Disclaimer: Ni Dragon Ball ni sus personajes me pertenecen.

Veridis Quo: El fin justifica los medios

El carruaje se sacudía mucho con el viaje, el cochero por órdenes de Krilin no aminoraría su velocidad hasta que llegaran a su primera parada de la noche. Adentro Edward terminó de apretar la soga que ataba las manos de Gohan, quien no levantaba la mirada, no por miedo sino por la gran decepción que sentía al ver el rostro frente a él.

– ¿Por qué tan callado, no piensas decir nada?

– ¿Qué puedo decir? –Replicó–quizás que me avergüenzo del hombre que alguna vez respeté.

– No puedes juzgar mis acciones, no has tenido que vivir las cosas que yo he vivido.

– ¿Qué puede ameritar la muerte de tantas personas?
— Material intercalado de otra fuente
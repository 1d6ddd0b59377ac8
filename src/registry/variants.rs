//! Address tables for the supported game variants

use crate::core::types::{TargetAddress, Width};
use serde::{Deserialize, Serialize};

/// Tag of the built-in table
pub const BUILTIN_TAG: &str = "RJ";

/// One named value of a table
#[derive(Debug, Clone, PartialEq, Eq, Serialize, Deserialize)]
pub struct AddressEntry {
    pub name: String,
    pub address: TargetAddress,
    pub width: Width,
}

impl AddressEntry {
    pub fn new(name: impl Into<String>, address: TargetAddress, width: Width) -> Self {
        AddressEntry {
            name: name.into(),
            address,
            width,
        }
    }
}

/// Immutable named list of addresses for one variant
#[derive(Debug, Clone, PartialEq, Eq, Serialize, Deserialize)]
pub struct AddressTable {
    pub tag: String,
    #[serde(default)]
    pub entries: Vec<AddressEntry>,
}

impl AddressTable {
    pub fn new(tag: impl Into<String>, entries: Vec<AddressEntry>) -> Self {
        AddressTable {
            tag: tag.into(),
            entries,
        }
    }

    /// The table shipped with the bridge
    pub fn builtin() -> Self {
        let mut entries = vec![
            AddressEntry::new("ZENY", 0x020F_3394, Width::Word),
            AddressEntry::new("NOISE", 0x020F_39C0, Width::Byte),
            AddressEntry::new("WARLOCK", 0x020F_2CD0, Width::Word),
        ];
        entries.extend((0..30u32).map(|i| {
            AddressEntry::new(format!("CARD{:02}", i + 1), 0x020F_3806 + 2 * i, Width::Half)
        }));
        entries.push(AddressEntry::new("REG", 0x020F_3844, Width::Half));
        entries.push(AddressEntry::new("TAG1_2", 0x020F_3842, Width::Half));

        AddressTable::new(BUILTIN_TAG, entries)
    }

    pub fn entries(&self) -> &[AddressEntry] {
        &self.entries
    }

    pub fn len(&self) -> usize {
        self.entries.len()
    }

    pub fn is_empty(&self) -> bool {
        self.entries.is_empty()
    }
}

/// Every table a client may select from
#[derive(Debug, Clone)]
pub struct VariantCatalog {
    tables: Vec<AddressTable>,
}

impl VariantCatalog {
    /// Catalog holding only the built-in table
    pub fn builtin() -> Self {
        VariantCatalog {
            tables: vec![AddressTable::builtin()],
        }
    }

    /// Built-in tables plus configured ones; a configured tag replaces a built-in one
    pub fn with_tables(tables: impl IntoIterator<Item = AddressTable>) -> Self {
        let mut catalog = Self::builtin();
        for table in tables {
            match catalog.tables.iter_mut().find(|t| t.tag == table.tag) {
                Some(existing) => *existing = table,
                None => catalog.tables.push(table),
            }
        }
        catalog
    }

    pub fn get(&self, tag: &str) -> Option<&AddressTable> {
        self.tables.iter().find(|table| table.tag == tag)
    }

    pub fn tags(&self) -> impl Iterator<Item = &str> {
        self.tables.iter().map(|table| table.tag.as_str())
    }
}

impl Default for VariantCatalog {
    fn default() -> Self {
        Self::builtin()
    }
}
– Me gustaría decírtelo, pero como vas a morir no tiene caso hacerlo.

Edward también estaba muy silencioso, la voz de Susan Marie llamándolo dentro de su cabeza no dejaba de torturarlo.

– Escúchame, te encargarás de él–aseguró Krilin–yo acabaré con el resto, eliminaremos todas las pruebas que nos incriminen y al final Mr. Satán será ejecutado, así todo terminará.

Luego de varios minutos de viaje, el carruaje se detuvo frente al parque de la ciudad. Gohan y Edward se bajaron en medio de una noche llena de niebla, Krilin los vio caminar por unos segundos antes de ordenarle al conductor que reiniciara su camino, ahora se dirigía hacia la mansión Satán donde Videl se encontraba.

Mientras viajaba hacia allí, el veterano oficial de la policía aprovechando su soledad pensó en la pregunta de Gohan. Siempre había sido un solitario, era un hombre que se dedicó completamente a su servicio policial pero qué había de su vida personal, otros hombres tenían a una persona a su lado y por mucho tiempo él creyó que nunca la tendría, hasta que ella llegó a su vida.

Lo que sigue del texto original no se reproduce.